(Stored data entries)
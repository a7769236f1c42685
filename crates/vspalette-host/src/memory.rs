//! Scripted in-memory host.
//!
//! Backs the command crates' tests: files, existing paths and available
//! commands are declared up front, failures are injectable, and everything
//! a command does against the host is recorded as an ordered event log.

use crate::error::{HostError, HostResult};
use crate::host::Host;
use crate::list::ListModel;
use crate::platform::{BaseDir, Platform};
use async_trait::async_trait;
use std::collections::{HashMap, HashSet};
use std::sync::RwLock;

/// One observable host call, in call order.
#[derive(Debug, Clone, PartialEq, Eq)]
pub enum HostEvent {
    Rendered(ListModel),
    PlaceholderSet(String),
    SuccessToast(String),
    ErrorToast(String),
    Invoked { command: String, args: Vec<String> },
}

/// In-memory [`Host`] implementation.
pub struct MemoryHost {
    platform: Platform,
    files: HashMap<(BaseDir, String), String>,
    existing_paths: HashSet<String>,
    failing_existence_paths: HashSet<String>,
    available_commands: HashSet<String>,
    lookup_failure: Option<String>,
    invocation_failure: Option<String>,
    events: RwLock<Vec<HostEvent>>,
}

impl MemoryHost {
    pub fn new(platform: Platform) -> Self {
        Self {
            platform,
            files: HashMap::new(),
            existing_paths: HashSet::new(),
            failing_existence_paths: HashSet::new(),
            available_commands: HashSet::new(),
            lookup_failure: None,
            invocation_failure: None,
            events: RwLock::new(Vec::new()),
        }
    }

    /// Script a readable text file under a base-directory anchor.
    pub fn with_file(
        mut self,
        base: BaseDir,
        relative: impl Into<String>,
        content: impl Into<String>,
    ) -> Self {
        self.files.insert((base, relative.into()), content.into());
        self
    }

    /// Script a path that exists on disk.
    pub fn with_existing_path(mut self, path: impl Into<String>) -> Self {
        self.existing_paths.insert(path.into());
        self
    }

    /// Make the existence check for `path` fail with an I/O error.
    pub fn with_failing_existence_check(mut self, path: impl Into<String>) -> Self {
        self.failing_existence_paths.insert(path.into());
        self
    }

    /// Script an executable available on the search path.
    pub fn with_command(mut self, command: impl Into<String>) -> Self {
        self.available_commands.insert(command.into());
        self
    }

    /// Make every search-path lookup itself fail.
    pub fn with_failing_command_lookup(mut self, cause: impl Into<String>) -> Self {
        self.lookup_failure = Some(cause.into());
        self
    }

    /// Make every command invocation fail with the given cause.
    pub fn with_failing_invocation(mut self, cause: impl Into<String>) -> Self {
        self.invocation_failure = Some(cause.into());
        self
    }

    fn record(&self, event: HostEvent) {
        self.events.write().unwrap().push(event);
    }

    /// Full event log, in call order.
    pub fn events(&self) -> Vec<HostEvent> {
        self.events.read().unwrap().clone()
    }

    /// Every rendered model, in call order.
    pub fn rendered(&self) -> Vec<ListModel> {
        self.events()
            .into_iter()
            .filter_map(|e| match e {
                HostEvent::Rendered(model) => Some(model),
                _ => None,
            })
            .collect()
    }

    /// Error toast messages, in call order.
    pub fn error_toasts(&self) -> Vec<String> {
        self.events()
            .into_iter()
            .filter_map(|e| match e {
                HostEvent::ErrorToast(msg) => Some(msg),
                _ => None,
            })
            .collect()
    }

    /// Success toast messages, in call order.
    pub fn success_toasts(&self) -> Vec<String> {
        self.events()
            .into_iter()
            .filter_map(|e| match e {
                HostEvent::SuccessToast(msg) => Some(msg),
                _ => None,
            })
            .collect()
    }

    /// Attempted process invocations, in call order.
    pub fn invocations(&self) -> Vec<(String, Vec<String>)> {
        self.events()
            .into_iter()
            .filter_map(|e| match e {
                HostEvent::Invoked { command, args } => Some((command, args)),
                _ => None,
            })
            .collect()
    }
}

#[async_trait]
impl Host for MemoryHost {
    async fn platform(&self) -> Platform {
        self.platform.clone()
    }

    async fn read_text_file(&self, base: BaseDir, relative: &str) -> HostResult<String> {
        self.files
            .get(&(base, relative.to_string()))
            .cloned()
            .ok_or_else(|| HostError::NotFound(relative.to_string()))
    }

    async fn path_exists(&self, path: &str) -> HostResult<bool> {
        if self.failing_existence_paths.contains(path) {
            return Err(HostError::Io(format!("cannot stat {path}")));
        }
        Ok(self.existing_paths.contains(path))
    }

    async fn has_command(&self, command: &str) -> HostResult<bool> {
        if let Some(cause) = &self.lookup_failure {
            return Err(HostError::Other(cause.clone()));
        }
        Ok(self.available_commands.contains(command))
    }

    async fn invoke_command(&self, command: &str, args: &[String]) -> HostResult<()> {
        self.record(HostEvent::Invoked {
            command: command.to_string(),
            args: args.to_vec(),
        });
        match &self.invocation_failure {
            Some(cause) => Err(HostError::CommandFailed(cause.clone())),
            None => Ok(()),
        }
    }

    async fn render(&self, model: ListModel) -> HostResult<()> {
        self.record(HostEvent::Rendered(model));
        Ok(())
    }

    async fn set_search_bar_placeholder(&self, text: &str) -> HostResult<()> {
        self.record(HostEvent::PlaceholderSet(text.to_string()));
        Ok(())
    }

    async fn toast_success(&self, message: &str) {
        self.record(HostEvent::SuccessToast(message.to_string()));
    }

    async fn toast_error(&self, message: &str) {
        self.record(HostEvent::ErrorToast(message.to_string()));
    }
}
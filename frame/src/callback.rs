//! Handler references with stable identity.
//!
//! A [`Callback`] compares equal only to clones of itself, so a render tree
//! built twice from the same provider state compares equal, while a handler
//! re-created per render would not.

use std::fmt;
use std::sync::Arc;

/// Shared, cheaply clonable `Fn()` handler.
#[derive(Clone)]
pub struct Callback(Arc<dyn Fn() + Send + Sync>);

impl Callback {
    /// Wrap a closure.
    pub fn new<F>(f: F) -> Self
    where
        F: Fn() + Send + Sync + 'static,
    {
        Self(Arc::new(f))
    }

    /// A handler that does nothing.
    #[must_use]
    pub fn noop() -> Self {
        Self::new(|| {})
    }

    /// Call the handler.
    pub fn invoke(&self) {
        (self.0)();
    }
}

impl PartialEq for Callback {
    fn eq(&self, other: &Self) -> bool {
        Arc::ptr_eq(&self.0, &other.0)
    }
}

impl Eq for Callback {}

impl fmt::Debug for Callback {
    fn fmt(&self, f: &mut fmt::Formatter<'_>) -> fmt::Result {
        write!(f, "Callback({:p})", Arc::as_ptr(&self.0).cast::<()>())
    }
}
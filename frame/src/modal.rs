//! Modal content provider state machine.
//!
//! The embedded document asks for an overlay with a `plugin.modal` message.
//! The payload shape is decided once, here, when the request arrives: inline
//! markup beats a second URL, and a request carrying neither opens nothing.
//! The renderer only ever matches on [`OverlayPayload`].

use crate::callback::Callback;
use crate::tree::TrustedMarkup;
use serde::{Deserialize, Serialize};
use unit_frame_core::{effect::Effect, reducer::Reducer, smallvec, SmallVec};
use unit_frame_runtime::metrics::OverlayMetrics;

/// Overlay request as posted by the embedded document.
#[derive(Debug, Clone, Default, PartialEq, Eq, Serialize, Deserialize)]
pub struct ModalRequest {
    /// Dialog title
    #[serde(default)]
    pub title: Option<String>,
    /// Inline markup, already sanitized upstream
    #[serde(default)]
    pub body: Option<String>,
    /// Document to load in a second frame
    #[serde(default)]
    pub url: Option<String>,
}

/// What the overlay shows.
#[derive(Debug, Clone, Default, PartialEq, Eq)]
pub enum OverlayPayload {
    /// Nothing to show
    #[default]
    None,
    /// Inline markup wrapped in a container
    Body(TrustedMarkup),
    /// A second, borderless frame
    Url {
        /// Document URL
        url: String,
        /// Accessible title of the frame
        title: Option<String>,
    },
}

impl OverlayPayload {
    /// Decide the payload shape of a request. Empty strings count as absent.
    #[must_use]
    pub fn from_request(request: &ModalRequest) -> Self {
        let present = |value: &Option<String>| value.as_deref().filter(|v| !v.is_empty()).map(str::to_owned);

        if let Some(body) = present(&request.body) {
            Self::Body(TrustedMarkup::new(body))
        } else if let Some(url) = present(&request.url) {
            Self::Url {
                url,
                title: request.title.clone(),
            }
        } else {
            Self::None
        }
    }

    /// Short label for logs and metrics.
    #[must_use]
    pub const fn kind(&self) -> &'static str {
        match self {
            Self::None => "none",
            Self::Body(_) => "body",
            Self::Url { .. } => "url",
        }
    }
}

/// Modal provider state.
#[derive(Debug, Clone, Default, PartialEq, Eq)]
pub struct ModalState {
    /// Whether the overlay is open
    pub open: bool,
    /// Dialog title
    pub title: Option<String>,
    /// Content
    pub payload: OverlayPayload,
}

impl ModalState {
    /// Snapshot handed to the renderer.
    #[must_use]
    pub fn snapshot(&self, on_dismiss: &Callback) -> OverlayState {
        OverlayState {
            is_open: self.open,
            title: self.title.clone(),
            payload: self.payload.clone(),
            on_dismiss: on_dismiss.clone(),
        }
    }
}

/// Overlay state as seen by the renderer.
#[derive(Debug, Clone, PartialEq, Eq)]
pub struct OverlayState {
    /// Whether the overlay should be shown
    pub is_open: bool,
    /// Dialog title
    pub title: Option<String>,
    /// Content
    pub payload: OverlayPayload,
    /// Closes the overlay
    pub on_dismiss: Callback,
}

impl OverlayState {
    /// A closed overlay.
    #[must_use]
    pub fn closed(on_dismiss: Callback) -> Self {
        Self {
            is_open: false,
            title: None,
            payload: OverlayPayload::None,
            on_dismiss,
        }
    }

    /// An open overlay with the payload decided from `request`.
    #[must_use]
    pub fn open(request: &ModalRequest, on_dismiss: Callback) -> Self {
        Self {
            is_open: true,
            title: request.title.clone(),
            payload: OverlayPayload::from_request(request),
            on_dismiss,
        }
    }

    /// Inline markup, when that is the payload.
    #[must_use]
    pub const fn body_markup(&self) -> Option<&TrustedMarkup> {
        match &self.payload {
            OverlayPayload::Body(markup) => Some(markup),
            _ => None,
        }
    }

    /// Second frame URL, when that is the payload.
    #[must_use]
    pub fn target_url(&self) -> Option<&str> {
        match &self.payload {
            OverlayPayload::Url { url, .. } => Some(url),
            _ => None,
        }
    }
}

/// Modal provider actions.
#[derive(Debug, Clone, PartialEq, Eq)]
pub enum ModalAction {
    /// The embedded document asked for the overlay
    Requested(ModalRequest),
    /// The dismiss control was used
    Dismissed,
}

/// Modal provider reducer.
#[derive(Debug, Clone, Copy, Default)]
pub struct ModalReducer;

impl Reducer for ModalReducer {
    type State = ModalState;
    type Action = ModalAction;
    type Environment = ();

    fn reduce(
        &self,
        state: &mut Self::State,
        action: Self::Action,
        _env: &Self::Environment,
    ) -> SmallVec<[Effect<Self::Action>; 4]> {
        match action {
            ModalAction::Requested(request) => {
                let payload = OverlayPayload::from_request(&request);
                if matches!(payload, OverlayPayload::None) {
                    tracing::warn!("Overlay requested without a body or url; ignoring");
                } else {
                    tracing::debug!(kind = payload.kind(), "Overlay opened");
                    OverlayMetrics::record_opened(payload.kind());
                    state.open = true;
                    state.title = request.title;
                    state.payload = payload;
                }
            },
            ModalAction::Dismissed => {
                if state.open {
                    tracing::debug!("Overlay dismissed");
                    OverlayMetrics::record_dismissed();
                }
                *state = ModalState::default();
            },
        }

        smallvec![Effect::None]
    }
}

#[cfg(test)]
mod tests {
    use super::*;
    use unit_frame_testing::{assertions, ReducerTest};

    fn request(body: Option<&str>, url: Option<&str>) -> ModalRequest {
        ModalRequest {
            title: Some("test-modal-title".to_string()),
            body: body.map(str::to_owned),
            url: url.map(str::to_owned),
        }
    }

    #[test]
    fn test_body_wins_over_url() {
        let payload = OverlayPayload::from_request(&request(Some("test-body"), Some("test-modal-url")));
        assert_eq!(payload, OverlayPayload::Body(TrustedMarkup::new("test-body")));
    }

    #[test]
    fn test_empty_body_falls_back_to_url() {
        let payload = OverlayPayload::from_request(&request(Some(""), Some("test-modal-url")));
        assert_eq!(
            payload,
            OverlayPayload::Url {
                url: "test-modal-url".to_string(),
                title: Some("test-modal-title".to_string()),
            }
        );
    }

    #[test]
    fn test_neither_is_none() {
        assert_eq!(OverlayPayload::from_request(&request(None, Some(""))), OverlayPayload::None);
    }

    #[test]
    fn test_request_opens_overlay() {
        ReducerTest::new(ModalReducer)
            .with_env(())
            .given_state(ModalState::default())
            .when_action(ModalAction::Requested(request(None, Some("test-modal-url"))))
            .then_state(|state| {
                assert!(state.open);
                assert_eq!(state.title.as_deref(), Some("test-modal-title"));
                assert_eq!(state.payload.kind(), "url");
            })
            .then_effects(assertions::assert_no_effects)
            .run();
    }

    #[test]
    fn test_empty_request_keeps_overlay_closed() {
        ReducerTest::new(ModalReducer)
            .with_env(())
            .given_state(ModalState::default())
            .when_action(ModalAction::Requested(ModalRequest::default()))
            .then_state(|state| assert_eq!(*state, ModalState::default()))
            .run();
    }

    #[test]
    fn test_dismiss_resets_state() {
        let open = ModalState {
            open: true,
            title: Some("t".to_string()),
            payload: OverlayPayload::Body(TrustedMarkup::new("<b>x</b>")),
        };

        ReducerTest::new(ModalReducer)
            .with_env(())
            .given_state(open)
            .when_action(ModalAction::Dismissed)
            .then_state(|state| assert!(!state.open))
            .run();
    }

    #[test]
    fn test_snapshot_accessors() {
        let on_dismiss = Callback::noop();
        let overlay = OverlayState::open(&request(Some("test-body"), None), on_dismiss.clone());
        assert_eq!(overlay.body_markup().map(TrustedMarkup::as_str), Some("test-body"));
        assert_eq!(overlay.target_url(), None);
        assert_eq!(overlay.on_dismiss, on_dismiss);

        let closed = OverlayState::closed(Callback::noop());
        assert!(!closed.is_open);
        assert!(closed.body_markup().is_none());
    }
}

→ Problem requirements:
If a line in the records above contains the word "renderer", copy it.

→ Answer to the problem:
//! The renderer only ever matches on [`OverlayPayload`].
    /// Snapshot handed to the renderer.
/// Overlay state as seen by the renderer.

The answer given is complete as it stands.